Tim Rice convenció a Elton John en 1993 para coescribir cinco canciones de El Rey León, banda sonora que vendió 10 millones de copias y ganó el Óscar a Mejor Canción Original.
Una llamada desde París que lo cambió todo
A finales de 1991, Elton John grababa en París su 23.º álbum de estudio, The One, cuando recibió una llamada inesperada de Tim Rice, el célebre letrista de Evita y Jesucristo Superstar. Rice le explicó que Walt Disney Studios trabajaba en una película animada sin título, la primera basada en una historia real, y le preguntó si quería unirse a él para coescribir algunas canciones.
Sin embargo, el camino no fue sencillo. El ejecutivo de Disney Roy E. Disney, sobrino del fundador, era escéptico ante el proyecto y no quería a Elton John en él. «No podía decirse que fuera un fan», confesó en Los Ángeles Times en 1994. Además, nadie en el estudio creía que una estrella del pop de su magnitud aceptaría vincularse a una producción de Disney. Rice también había propuesto la colaboración a ABBA, pero los suecos estaban muy ocupados.
«Tim dijo: ‘Disney dijo que nunca lo harías. Y eres amigo mío y les dije que lo harías'», recordó John en 2011. «Yo contesté: ‘Tim, he trabajado contigo antes. Te quiero. Por supuesto que lo haré'».
Faxes entre Inglaterra y Los Ángeles
El método de trabajo fue ágil: Rice escribía las letras primero y John componía rápidamente la música, tal como siempre había hecho con su colaborador habitual Bernie Taupin. Los faxes con ideas viajaban entre Rice en Los Ángeles, donde trabajaba junto a los guionistas de Disney, y John en Inglaterra, donde probaba distintos enfoques musicales.
El resultado fue cinco canciones: Circle of Life, I Just Can’t Wait to Be King, Be Prepared, Hakuna Matata y Can You Feel the Love Tonight. El músico y arreglista alemán Hans Zimmer añadió toques africanos y sinfonías corales a las creaciones del tándem.
Las dudas de John con «Hakuna Matata»
No todas las canciones nacieron sin fricciones. John era receloso de Hakuna Matata y temía que su mensaje y el sonido de su letra dañaran su legado de canciones emotivas. «Me senté ahí con una frase que empezaba: ‘cuando era un joven jabalí'», contó en la revista Time. «Y pensé: ‘¿Cómo hemos llegado a este punto?'».
«Can You Feel the Love Tonight» estuvo a punto de desaparecer
La canción que finalmente ganó el Óscar fue también la más accidentada.
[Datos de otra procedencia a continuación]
//! Bounding-box overlay.
//!
//! Boxes arrive in inference-pixel coordinates (the size of the JPEG that was
//! submitted) and are drawn on a transparent surface the size of the display,
//! which the UI paints over the video.

use ab_glyph::FontVec;
use image::{Rgba, RgbaImage};
use imageproc::drawing::{draw_filled_rect_mut, draw_hollow_rect_mut, draw_text_mut, text_size};
use imageproc::rect::Rect;
use std::path::Path;
use tracing::{debug, info, warn};

use crate::common::FrameSize;
use crate::inference::Detection;

const BOX_COLOR: Rgba<u8> = Rgba([255, 179, 0, 255]);

const LABEL_BACKGROUND: Rgba<u8> = Rgba([255, 179, 0, 217]);

const LABEL_TEXT_COLOR: Rgba<u8> = Rgba([0, 0, 0, 255]);

const CLEAR: Rgba<u8> = Rgba([0, 0, 0, 0]);

const LINE_WIDTH: i32 = 2;
const FONT_SCALE: f32 = 14.0;
const LABEL_PAD: f32 = 4.0;
const LABEL_TEXT_HEIGHT: f32 = 16.0;
const LABEL_GAP: f32 = 4.0;
/// Used to size label backgrounds when no font is available.
const FALLBACK_CHAR_WIDTH: f32 = 7.0;

const SYSTEM_FONTS: &[&str] = &[
    "/usr/share/fonts/truetype/dejavu/DejaVuSans.ttf",
    "/usr/share/fonts/TTF/DejaVuSans.ttf",
    "/System/Library/Fonts/Supplemental/Arial.ttf",
    "/System/Library/Fonts/Arial.ttf",
    "C:\\Windows\\Fonts\\arial.ttf",
];

/// A box in display coordinates.
#[derive(Debug, Clone, Copy, PartialEq)]
pub struct DisplayBox {
    pub x1: f32,
    pub y1: f32,
    pub x2: f32,
    pub y2: f32,
}

impl DisplayBox {
    pub fn width(&self) -> f32 {
        self.x2 - self.x1
    }

    pub fn height(&self) -> f32 {
        self.y2 - self.y1
    }
}

/// Independent horizontal and vertical factors from inference to display.
pub fn scale_factors(inference: FrameSize, display: FrameSize) -> Option<(f32, f32)> {
    if inference.is_empty() {
        return None;
    }
    Some((
        display.width as f32 / inference.width as f32,
        display.height as f32 / inference.height as f32,
    ))
}

pub fn scale_box(bbox: [f32; 4], sx: f32, sy: f32) -> DisplayBox {
    let [x1, y1, x2, y2] = bbox;
    DisplayBox {
        x1: x1 * sx,
        y1: y1 * sy,
        x2: x2 * sx,
        y2: y2 * sy,
    }
}

/// Maps every detection onto the display.
pub fn scale_detections(
    detections: &[Detection],
    inference: FrameSize,
    display: FrameSize,
) -> Vec<DisplayBox> {
    let Some((sx, sy)) = scale_factors(inference, display) else {
        return Vec::new();
    };
    detections
        .iter()
        .map(|detection| scale_box(detection.bbox, sx, sy))
        .collect()
}

/// Top edge of a label for a box whose top edge is `y1`. Never above the
/// surface, so boxes touching the top get their label inside the box.
pub fn label_top(y1: f32) -> f32 {
    (y1 - LABEL_TEXT_HEIGHT - LABEL_GAP).max(0.0)
}

pub fn label_text(detection: &Detection) -> String {
    format!("{} {}", detection.class_name, detection.confidence)
}

#[derive(Debug, Clone, PartialEq)]
pub struct OverlayLabel {
    pub text: String,
    pub x: f32,
    pub y: f32,
    pub width: f32,
    pub height: f32,
}

#[derive(Debug, Clone, PartialEq)]
pub struct OverlayItem {
    pub bounds: DisplayBox,
    pub label: OverlayLabel,
}

/// Loads the configured font, else the first system font found.
pub fn load_font(path: Option<&Path>) -> Option<FontVec> {
    if let Some(path) = path {
        match std::fs::read(path).map(FontVec::try_from_vec) {
            Ok(Ok(font)) => {
                info!("Loaded overlay font: {}", path.display());
                return Some(font);
            }
            Ok(Err(_)) => warn!("Failed to parse font file: {}", path.display()),
            Err(e) => warn!("Failed to read font file {}: {}", path.display(), e),
        }
    }
    for path in SYSTEM_FONTS {
        if let Ok(data) = std::fs::read(path) {
            if let Ok(font) = FontVec::try_from_vec(data) {
                info!("Loaded system font: {}", path);
                return Some(font);
            }
        }
    }
    debug!("No font found, overlay labels will have no text");
    None
}

/// Keeps a coordinate within one surface length of the surface, so rect
/// arithmetic in the drawing routines stays far from `i32` overflow.
fn clamp_to_surface(value: f32, extent: u32) -> f32 {
    let extent = extent as f32;
    if value.is_nan() {
        return -extent;
    }
    value.clamp(-extent, 2.0 * extent)
}

/// Owns the overlay surface and redraws it from scratch on every render.
pub struct OverlayRenderer {
    surface: RgbaImage,
    items: Vec<OverlayItem>,
    font: Option<FontVec>,
}

impl OverlayRenderer {
    pub fn new(font: Option<FontVec>) -> Self {
        Self {
            surface: RgbaImage::new(0, 0),
            items: Vec::new(),
            font,
        }
    }

    pub fn surface(&self) -> &RgbaImage {
        &self.surface
    }

    pub fn items(&self) -> &[OverlayItem] {
        &self.items
    }

    /// Clears the surface, sized to `display`.
    pub fn clear(&mut self, display: FrameSize) {
        if self.surface.dimensions() != (display.width, display.height) {
            self.surface = RgbaImage::from_pixel(display.width, display.height, CLEAR);
        } else {
            self.surface.pixels_mut().for_each(|pixel| *pixel = CLEAR);
        }
        self.items.clear();
    }

    pub fn render(
        &mut self,
        detections: &[Detection],
        inference: FrameSize,
        display_size: FrameSize,
    ) -> &RgbaImage {
        self.clear(display_size);
        let boxes = scale_detections(detections, inference, display_size);
        for (detection, bounds) in detections.iter().zip(boxes) {
            let text = label_text(detection);
            let label = OverlayLabel {
                x: bounds.x1,
                y: label_top(bounds.y1),
                width: self.measure(&text) + LABEL_PAD * 2.0,
                height: LABEL_TEXT_HEIGHT + LABEL_GAP,
                text,
            };
            self.items.push(OverlayItem { bounds, label });
        }
        let items = std::mem::take(&mut self.items);
        for item in &items {
            self.draw_item(item);
        }
        self.items = items;
        debug!(
            "Overlay rendered {} box(es) at {}x{}",
            self.items.len(),
            display_size.width,
            display_size.height
        );
        &self.surface
    }

    fn measure(&self, text: &str) -> f32 {
        match &self.font {
            Some(font) => text_size(FONT_SCALE, font, text).0 as f32,
            None => text.chars().count() as f32 * FALLBACK_CHAR_WIDTH,
        }
    }

    fn draw_item(&mut self, item: &OverlayItem) {
        let (surface_w, surface_h) = self.surface.dimensions();
        let x1 = clamp_to_surface(item.bounds.x1, surface_w);
        let y1 = clamp_to_surface(item.bounds.y1, surface_h);
        let x2 = clamp_to_surface(item.bounds.x2, surface_w);
        let y2 = clamp_to_surface(item.bounds.y2, surface_h);
        let left = x1.round() as i32;
        let top = y1.round() as i32;
        let width = (x2 - x1).round() as i32;
        let height = (y2 - y1).round() as i32;
        for inset in 0..LINE_WIDTH {
            let w = width - 2 * inset;
            let h = height - 2 * inset;
            if w <= 0 || h <= 0 {
                break;
            }
            let rect = Rect::at(left + inset, top + inset).of_size(w as u32, h as u32);
            draw_hollow_rect_mut(&mut self.surface, rect, BOX_COLOR);
        }

        let label = &item.label;
        let label_x = clamp_to_surface(label.x, surface_w);
        let label_y = clamp_to_surface(label.y, surface_h);
        let background = Rect::at(label_x.round() as i32, label_y.round() as i32).of_size(
            label.width.clamp(1.0, surface_w.max(1) as f32).round() as u32,
            label.height.clamp(1.0, surface_h.max(1) as f32).round() as u32,
        );
        draw_filled_rect_mut(&mut self.surface, background, LABEL_BACKGROUND);

        if let Some(font) = &self.font {
            draw_text_mut(
                &mut self.surface,
                LABEL_TEXT_COLOR,
                (label_x + LABEL_PAD).round() as i32,
                (label_y + LABEL_GAP / 2.0).round() as i32,
                FONT_SCALE,
                font,
                &label.text,
            );
        }
    }
}

#[cfg(test)]
mod tests {
    use super::*;

    fn detection(bbox: [f32; 4]) -> Detection {
        Detection {
            class_name: "mango".to_string(),
            confidence: 0.87,
            bbox,
        }
    }

    #[test]
    fn doubles_boxes_when_display_is_twice_inference() {
        let boxes = scale_detections(
            &[detection([10.0, 10.0, 100.0, 100.0])],
            FrameSize::new(480, 270),
            FrameSize::new(960, 540),
        );
        assert_eq!(
            boxes,
            vec![DisplayBox {
                x1: 20.0,
                y1: 20.0,
                x2: 200.0,
                y2: 200.0
            }]
        );
    }

    #[test]
    fn axes_scale_independently() {
        let (sx, sy) = scale_factors(FrameSize::new(480, 270), FrameSize::new(640, 540)).unwrap();
        let mapped = scale_box([30.0, 27.0, 60.0, 54.0], sx, sy);
        assert!((mapped.x1 - 40.0).abs() < 1e-4);
        assert!((mapped.x2 - 80.0).abs() < 1e-4);
        assert!((mapped.y1 - 54.0).abs() < 1e-4);
        assert!((mapped.y2 - 108.0).abs() < 1e-4);
    }

    #[test]
    fn empty_inference_size_draws_nothing() {
        assert!(scale_factors(FrameSize::new(0, 270), FrameSize::new(960, 540)).is_none());
        let mut renderer = OverlayRenderer::new(None);
        renderer.render(
            &[detection([1.0, 1.0, 5.0, 5.0])],
            FrameSize::new(0, 0),
            FrameSize::new(10, 10),
        );
        assert!(renderer.items().is_empty());
    }

    #[test]
    fn label_stays_on_surface() {
        assert_eq!(label_top(100.0), 80.0);
        assert_eq!(label_top(5.0), 0.0);
        assert_eq!(label_top(0.0), 0.0);
    }

    #[test]
    fn label_shows_class_and_confidence() {
        assert_eq!(label_text(&detection([0.0; 4])), "mango 0.87");
    }

    #[test]
    fn rendering_replaces_previous_overlay() {
        let mut renderer = OverlayRenderer::new(None);
        let display = FrameSize::new(200, 100);
        renderer.render(&[detection([0.0, 40.0, 50.0, 90.0])], display, display);
        assert_eq!(renderer.surface().get_pixel(0, 60), &BOX_COLOR);

        renderer.render(&[detection([120.0, 40.0, 180.0, 90.0])], display, display);
        assert_eq!(renderer.items().len(), 1);
        assert_eq!(renderer.surface().get_pixel(0, 60), &CLEAR);
        assert_eq!(renderer.surface().get_pixel(120, 60), &BOX_COLOR);

        renderer.render(&[], display, display);
        assert!(renderer.surface().pixels().all(|pixel| *pixel == CLEAR));
    }

    #[test]
    fn rendering_twice_is_identical() {
        let mut renderer = OverlayRenderer::new(None);
        let detections = [
            detection([10.0, 2.0, 60.0, 40.0]),
            detection([70.0, 50.0, 150.0, 90.0]),
        ];
        let inference = FrameSize::new(160, 100);
        let display = FrameSize::new(320, 200);

        let first = renderer.render(&detections, inference, display).clone();
        let first_items = renderer.items().to_vec();
        let second = renderer.render(&detections, inference, display).clone();

        assert_eq!(first, second);
        assert_eq!(first_items, renderer.items());
        // box near the top edge keeps its label inside the surface
        assert_eq!(renderer.items()[0].label.y, 0.0);
    }

    #[test]
    fn far_out_of_range_boxes_are_clipped() {
        let mut renderer = OverlayRenderer::new(None);
        let detections = [
            detection([3e9, 10.0, 3e9 + 50.0, 60.0]),
            detection([-3e9, -3e9, 3e9, 3e9]),
            detection([f32::NAN, 10.0, 40.0, f32::INFINITY]),
        ];
        let surface = renderer.render(
            &detections,
            FrameSize::new(480, 270),
            FrameSize::new(960, 540),
        );
        assert_eq!(surface.dimensions(), (960, 540));
        assert_eq!(renderer.items().len(), 3);
    }

    #[test]
    fn box_overhanging_the_edge_draws_the_visible_part() {
        let mut renderer = OverlayRenderer::new(None);
        let display = FrameSize::new(100, 100);
        renderer.render(&[detection([50.0, 50.0, 400.0, 400.0])], display, display);
        assert_eq!(renderer.surface().get_pixel(50, 80), &BOX_COLOR);
        assert_eq!(renderer.surface().get_pixel(80, 80), &CLEAR);
    }

    #[test]
    fn surface_follows_display_size() {
        let mut renderer = OverlayRenderer::new(None);
        renderer.render(&[], FrameSize::new(10, 10), FrameSize::new(30, 20));
        assert_eq!(renderer.surface().dimensions(), (30, 20));
        renderer.render(&[], FrameSize::new(10, 10), FrameSize::new(60, 40));
        assert_eq!(renderer.surface().dimensions(), (60, 40));
    }
}
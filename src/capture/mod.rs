pub mod camera;
pub mod device;
pub mod sampler;
pub mod still;

pub use camera::Camera;
pub use device::{CameraBackend, CaptureStream, Constraints, DeviceInfo, Facing};
pub use sampler::FrameSampler;
pub use still::StillImageBackend;
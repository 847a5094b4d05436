use tracing::{debug, info, warn};

use crate::capture::device::{
    CameraBackend, CaptureStream, Constraints, DeviceInfo, Facing,
};
use crate::error::CaptureError;

/// Owns the backend and the single active capture stream.
pub struct Camera {
    backend: Box<dyn CameraBackend>,
    stream: Option<Box<dyn CaptureStream>>,
    facing: Facing,
}

impl Camera {
    pub fn new(backend: Box<dyn CameraBackend>, facing: Facing) -> Self {
        Self {
            backend,
            stream: None,
            facing,
        }
    }

    pub fn facing(&self) -> Facing {
        self.facing
    }

    pub fn is_active(&self) -> bool {
        self.stream.is_some()
    }

    pub fn device(&self) -> Option<&DeviceInfo> {
        self.stream.as_ref().map(|stream| stream.device())
    }

    pub fn stream_mut(&mut self) -> Option<&mut (dyn CaptureStream + 'static)> {
        self.stream.as_deref_mut()
    }

    /// Stops and drops the active stream, if any.
    pub fn release(&mut self) {
        if let Some(mut stream) = self.stream.take() {
            info!("Releasing capture stream {}", stream.device().label);
            stream.stop();
        }
    }

    /// Opens a stream for the current facing.
    pub async fn start(&mut self) -> Result<&DeviceInfo, CaptureError> {
        self.switch_to(self.facing).await
    }

    /// Releases the current stream, then acquires one for `facing`.
    ///
    /// A failed `Back` request is retried once as `Front` before the error is
    /// surfaced.
    pub async fn switch_to(&mut self, facing: Facing) -> Result<&DeviceInfo, CaptureError> {
        self.release();

        let (stream, facing) = match self.acquire(facing).await {
            Ok(stream) => (stream, facing),
            Err(error) if facing == Facing::Back => {
                warn!("Back camera unavailable ({}), trying front camera", error);
                let stream = self
                    .acquire(Facing::Front)
                    .await
                    .map_err(|e| CaptureError::DeviceUnavailable(e.to_string()))?;
                (stream, Facing::Front)
            }
            Err(error) => return Err(CaptureError::DeviceUnavailable(error.to_string())),
        };

        info!(
            "Capture stream {} acquired ({} facing)",
            stream.device().label,
            facing
        );
        self.facing = facing;
        Ok(self.stream.insert(stream).device())
    }

    async fn acquire(&mut self, facing: Facing) -> Result<Box<dyn CaptureStream>, CaptureError> {
        match self.backend.open(&Constraints::Facing(facing)).await {
            Ok(stream) => Ok(stream),
            Err(rejected) => {
                debug!(
                    "Facing constraint {} rejected ({}), enumerating devices",
                    facing, rejected
                );
                let devices = self.backend.enumerate().await?;
                let device = pick_device(&devices, facing).ok_or_else(|| {
                    CaptureError::DeviceUnavailable("no capture devices found".to_string())
                })?;
                debug!("Opening {} by device id", device.label);
                self.backend
                    .open(&Constraints::Device(device.id.clone()))
                    .await
            }
        }
    }
}

impl Drop for Camera {
    fn drop(&mut self) {
        self.release();
    }
}

/// The first device whose label names `facing`, else the first device.
pub fn pick_device(devices: &[DeviceInfo], facing: Facing) -> Option<&DeviceInfo> {
    devices
        .iter()
        .find(|device| facing.matches_label(&device.label))
        .or_else(|| devices.first())
}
Fue la primera en completarse, pero los estudios Disney no mostraron entusiasmo con la demo. «Teníamos una demo preciosa de Elton cantando al piano, pero no creo que pudieran relacionarlo con la voz de los personajes», señaló Rice en Los Ángeles Times.
En el estudio propusieron entonces que el suricato y el jabalí —incorporados al filme para dar un toque cómico— cantaran el tema en lugar de los jóvenes leones Simba y Nala. La idea fue rechazada por el propio John. «No quiero que un gran apestoso jabalí cante mi canción de amor», recordó el actor Ernie Sabella, voz de Pumbaa, en CinemaBlend.
La canción sufrió una docena de versiones y, sorprendentemente, fue suprimida por completo justo antes del estreno. «Recuerdo que Jeffrey Katzenberg me puso la película unas cuatro semanas antes de su estreno y no estaba Can You Feel the Love Tonight«, relató John en The Wrap. «Yo estaba muy enfadado y se lo dije. Y él volvió a ponerla y ganó un Óscar».
El Óscar y una nueva carrera en el teatro musical
En marzo de 1995, John recogió su primer Óscar a Mejor Canción Original por Can You Feel the Love Tonight y se lo dedicó a su abuela Ellen Shirley, fallecida la semana anterior. Circle of Life y Hakuna Matata también estuvieron nominadas en la misma categoría.
La banda sonora de The Lion King se convirtió en la más vendida de una película animada en la historia de Estados Unidos, con 10 millones de copias vendidas. El éxito abrió a John las puertas del teatro musical: tras la película escribió Aida, Billy Elliot y Lestat el Vampiro.
«Hasta ese momento, solo hacía discos, vídeos y giras», declaró John en Rolling Stone. «Tengo que agradecérselo a Tim Rice. Esa llamada de teléfono que me hizo cambió mi vida y mi carrera».